%%

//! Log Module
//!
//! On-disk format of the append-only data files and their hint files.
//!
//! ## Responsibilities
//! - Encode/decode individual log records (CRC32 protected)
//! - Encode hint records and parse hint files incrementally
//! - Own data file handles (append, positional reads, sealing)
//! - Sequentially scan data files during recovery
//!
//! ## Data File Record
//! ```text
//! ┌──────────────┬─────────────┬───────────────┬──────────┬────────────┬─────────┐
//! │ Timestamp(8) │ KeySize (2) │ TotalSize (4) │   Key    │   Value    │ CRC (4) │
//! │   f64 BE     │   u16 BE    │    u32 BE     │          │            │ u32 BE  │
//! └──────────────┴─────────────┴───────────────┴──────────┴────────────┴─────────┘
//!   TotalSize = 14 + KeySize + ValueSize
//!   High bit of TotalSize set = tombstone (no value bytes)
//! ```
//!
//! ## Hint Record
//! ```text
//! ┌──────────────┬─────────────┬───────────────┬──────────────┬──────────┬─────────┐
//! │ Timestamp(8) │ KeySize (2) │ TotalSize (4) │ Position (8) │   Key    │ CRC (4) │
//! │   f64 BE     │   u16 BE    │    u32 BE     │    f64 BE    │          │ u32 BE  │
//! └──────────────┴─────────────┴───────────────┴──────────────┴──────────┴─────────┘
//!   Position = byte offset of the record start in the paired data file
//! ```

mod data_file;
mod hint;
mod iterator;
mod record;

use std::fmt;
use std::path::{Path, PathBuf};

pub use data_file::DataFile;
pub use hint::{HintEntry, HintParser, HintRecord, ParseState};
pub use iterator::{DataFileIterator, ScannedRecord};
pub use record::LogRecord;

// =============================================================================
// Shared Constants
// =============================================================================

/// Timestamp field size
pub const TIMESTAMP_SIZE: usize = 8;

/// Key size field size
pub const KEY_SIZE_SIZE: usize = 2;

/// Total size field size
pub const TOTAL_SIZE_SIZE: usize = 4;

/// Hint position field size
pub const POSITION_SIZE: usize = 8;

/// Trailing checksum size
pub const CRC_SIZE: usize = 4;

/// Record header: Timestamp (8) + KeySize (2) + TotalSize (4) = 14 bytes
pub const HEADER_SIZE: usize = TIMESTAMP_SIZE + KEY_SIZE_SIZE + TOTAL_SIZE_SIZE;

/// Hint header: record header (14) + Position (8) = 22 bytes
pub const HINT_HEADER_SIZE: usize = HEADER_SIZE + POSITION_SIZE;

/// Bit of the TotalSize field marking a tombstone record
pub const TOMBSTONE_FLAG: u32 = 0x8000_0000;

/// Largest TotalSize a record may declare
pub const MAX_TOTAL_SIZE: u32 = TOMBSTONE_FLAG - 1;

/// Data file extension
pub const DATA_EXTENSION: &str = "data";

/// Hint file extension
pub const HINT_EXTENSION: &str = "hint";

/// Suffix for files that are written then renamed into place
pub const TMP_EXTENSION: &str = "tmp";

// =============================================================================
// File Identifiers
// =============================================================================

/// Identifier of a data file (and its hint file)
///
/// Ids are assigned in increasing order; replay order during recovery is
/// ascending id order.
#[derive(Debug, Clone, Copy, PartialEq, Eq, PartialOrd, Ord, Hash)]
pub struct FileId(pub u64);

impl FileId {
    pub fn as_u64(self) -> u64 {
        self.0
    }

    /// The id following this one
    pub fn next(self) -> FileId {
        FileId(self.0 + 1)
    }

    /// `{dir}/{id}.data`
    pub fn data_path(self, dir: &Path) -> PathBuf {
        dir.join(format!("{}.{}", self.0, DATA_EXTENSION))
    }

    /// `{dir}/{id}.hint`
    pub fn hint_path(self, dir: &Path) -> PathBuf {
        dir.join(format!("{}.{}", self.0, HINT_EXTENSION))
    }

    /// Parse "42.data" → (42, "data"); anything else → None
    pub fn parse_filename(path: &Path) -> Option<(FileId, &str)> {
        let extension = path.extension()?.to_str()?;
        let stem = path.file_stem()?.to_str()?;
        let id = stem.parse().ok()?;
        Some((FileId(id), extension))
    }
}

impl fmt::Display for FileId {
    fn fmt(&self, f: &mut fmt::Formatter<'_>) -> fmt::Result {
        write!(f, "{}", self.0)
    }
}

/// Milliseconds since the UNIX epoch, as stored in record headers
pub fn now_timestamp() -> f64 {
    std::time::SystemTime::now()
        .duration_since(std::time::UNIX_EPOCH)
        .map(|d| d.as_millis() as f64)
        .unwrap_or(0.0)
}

%%
%%

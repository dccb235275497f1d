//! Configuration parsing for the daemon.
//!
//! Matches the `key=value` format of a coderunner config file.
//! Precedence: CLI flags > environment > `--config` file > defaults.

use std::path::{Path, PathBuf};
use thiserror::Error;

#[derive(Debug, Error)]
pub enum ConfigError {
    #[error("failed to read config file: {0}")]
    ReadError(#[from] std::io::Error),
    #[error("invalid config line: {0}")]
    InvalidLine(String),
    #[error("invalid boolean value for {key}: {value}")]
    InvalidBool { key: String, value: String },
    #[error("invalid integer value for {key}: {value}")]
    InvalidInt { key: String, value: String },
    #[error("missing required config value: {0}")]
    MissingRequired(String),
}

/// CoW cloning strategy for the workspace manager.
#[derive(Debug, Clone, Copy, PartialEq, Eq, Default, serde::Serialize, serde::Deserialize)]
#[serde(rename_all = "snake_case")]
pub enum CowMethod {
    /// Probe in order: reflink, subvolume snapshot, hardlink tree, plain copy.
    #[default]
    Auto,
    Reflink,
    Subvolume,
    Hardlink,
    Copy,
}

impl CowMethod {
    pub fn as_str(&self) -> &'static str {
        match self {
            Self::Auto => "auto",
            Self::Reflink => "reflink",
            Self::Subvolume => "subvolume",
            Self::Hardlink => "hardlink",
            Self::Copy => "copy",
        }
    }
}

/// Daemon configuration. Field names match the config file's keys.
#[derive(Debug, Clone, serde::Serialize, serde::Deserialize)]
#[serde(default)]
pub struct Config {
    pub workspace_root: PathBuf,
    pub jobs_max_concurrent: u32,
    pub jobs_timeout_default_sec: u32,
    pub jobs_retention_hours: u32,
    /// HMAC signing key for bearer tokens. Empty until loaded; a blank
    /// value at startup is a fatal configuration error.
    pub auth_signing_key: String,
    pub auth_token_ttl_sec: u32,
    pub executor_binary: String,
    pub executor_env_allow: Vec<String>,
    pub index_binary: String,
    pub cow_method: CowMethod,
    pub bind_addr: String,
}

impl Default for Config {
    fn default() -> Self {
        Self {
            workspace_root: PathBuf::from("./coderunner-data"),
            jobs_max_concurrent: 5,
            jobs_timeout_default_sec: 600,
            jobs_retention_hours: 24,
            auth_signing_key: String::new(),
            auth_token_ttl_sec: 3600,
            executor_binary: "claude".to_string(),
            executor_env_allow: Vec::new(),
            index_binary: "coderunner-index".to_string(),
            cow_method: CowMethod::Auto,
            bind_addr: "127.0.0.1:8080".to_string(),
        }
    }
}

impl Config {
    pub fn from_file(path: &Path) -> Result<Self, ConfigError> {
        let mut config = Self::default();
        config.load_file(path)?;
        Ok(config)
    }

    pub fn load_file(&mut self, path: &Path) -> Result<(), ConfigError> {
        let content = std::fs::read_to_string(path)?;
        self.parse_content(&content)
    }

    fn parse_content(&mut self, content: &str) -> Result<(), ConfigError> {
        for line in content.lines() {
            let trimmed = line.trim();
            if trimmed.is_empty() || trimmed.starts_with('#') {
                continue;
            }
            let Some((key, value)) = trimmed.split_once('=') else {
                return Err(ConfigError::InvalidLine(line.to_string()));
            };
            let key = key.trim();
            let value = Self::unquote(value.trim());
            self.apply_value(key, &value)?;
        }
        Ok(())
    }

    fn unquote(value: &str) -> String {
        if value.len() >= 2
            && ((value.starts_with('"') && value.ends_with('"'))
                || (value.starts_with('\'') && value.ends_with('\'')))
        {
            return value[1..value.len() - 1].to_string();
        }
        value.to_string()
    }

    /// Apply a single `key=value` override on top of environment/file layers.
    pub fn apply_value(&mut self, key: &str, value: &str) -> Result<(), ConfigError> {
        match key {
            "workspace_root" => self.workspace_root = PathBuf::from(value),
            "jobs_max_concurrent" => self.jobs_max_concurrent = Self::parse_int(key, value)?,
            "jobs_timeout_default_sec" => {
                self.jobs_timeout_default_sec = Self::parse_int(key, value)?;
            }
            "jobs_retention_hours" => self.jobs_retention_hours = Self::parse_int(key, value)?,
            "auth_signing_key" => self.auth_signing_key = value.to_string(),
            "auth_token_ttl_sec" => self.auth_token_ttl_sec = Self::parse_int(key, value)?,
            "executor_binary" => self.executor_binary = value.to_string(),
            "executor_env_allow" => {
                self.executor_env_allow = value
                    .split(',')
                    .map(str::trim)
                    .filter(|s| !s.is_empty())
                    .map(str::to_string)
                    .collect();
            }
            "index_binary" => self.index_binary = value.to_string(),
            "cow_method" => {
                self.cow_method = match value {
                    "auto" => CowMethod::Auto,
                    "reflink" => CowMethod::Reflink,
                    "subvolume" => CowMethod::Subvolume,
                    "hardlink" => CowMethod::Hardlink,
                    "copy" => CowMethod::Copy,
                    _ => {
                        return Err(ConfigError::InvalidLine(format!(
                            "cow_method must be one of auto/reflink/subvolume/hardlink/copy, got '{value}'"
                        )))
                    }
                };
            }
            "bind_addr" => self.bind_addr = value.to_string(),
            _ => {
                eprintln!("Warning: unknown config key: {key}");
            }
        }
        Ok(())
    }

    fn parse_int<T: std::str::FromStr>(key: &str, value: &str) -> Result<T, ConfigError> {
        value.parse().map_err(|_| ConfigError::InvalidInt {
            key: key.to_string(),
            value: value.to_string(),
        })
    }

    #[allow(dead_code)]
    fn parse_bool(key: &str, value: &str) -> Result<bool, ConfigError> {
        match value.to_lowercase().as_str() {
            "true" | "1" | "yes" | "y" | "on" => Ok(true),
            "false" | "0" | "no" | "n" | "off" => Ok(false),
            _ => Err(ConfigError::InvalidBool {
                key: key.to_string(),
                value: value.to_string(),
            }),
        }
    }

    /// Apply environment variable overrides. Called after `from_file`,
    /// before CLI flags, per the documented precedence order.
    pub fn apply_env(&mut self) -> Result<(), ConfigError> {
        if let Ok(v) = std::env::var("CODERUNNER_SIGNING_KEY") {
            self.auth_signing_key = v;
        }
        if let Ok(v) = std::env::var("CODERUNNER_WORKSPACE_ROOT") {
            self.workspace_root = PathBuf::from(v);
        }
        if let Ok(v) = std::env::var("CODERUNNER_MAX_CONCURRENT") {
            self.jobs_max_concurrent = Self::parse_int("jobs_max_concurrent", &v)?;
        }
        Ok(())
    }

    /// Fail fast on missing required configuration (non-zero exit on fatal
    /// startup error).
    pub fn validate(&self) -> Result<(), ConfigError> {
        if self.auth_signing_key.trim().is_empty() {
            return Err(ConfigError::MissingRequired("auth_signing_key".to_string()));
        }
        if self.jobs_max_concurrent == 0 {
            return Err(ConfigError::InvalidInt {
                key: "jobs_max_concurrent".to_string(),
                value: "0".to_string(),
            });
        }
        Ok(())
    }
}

%%

**WHAT IS NEEDED:** Retype exactly the span of lines from the one with "(value.starts_with('\'') && value.ends_with('\'')))" through the one with "of environment/file layers."; include both ends and omit the rest of the material.

**ANSWER FOR THIS EXERCISE:**
                || (value.starts_with('\'') && value.ends_with('\'')))
        {
            return value[1..value.len() - 1].to_string();
        }
        value.to_string()
    }

    /// Apply a single `key=value` override on top of environment/file layers.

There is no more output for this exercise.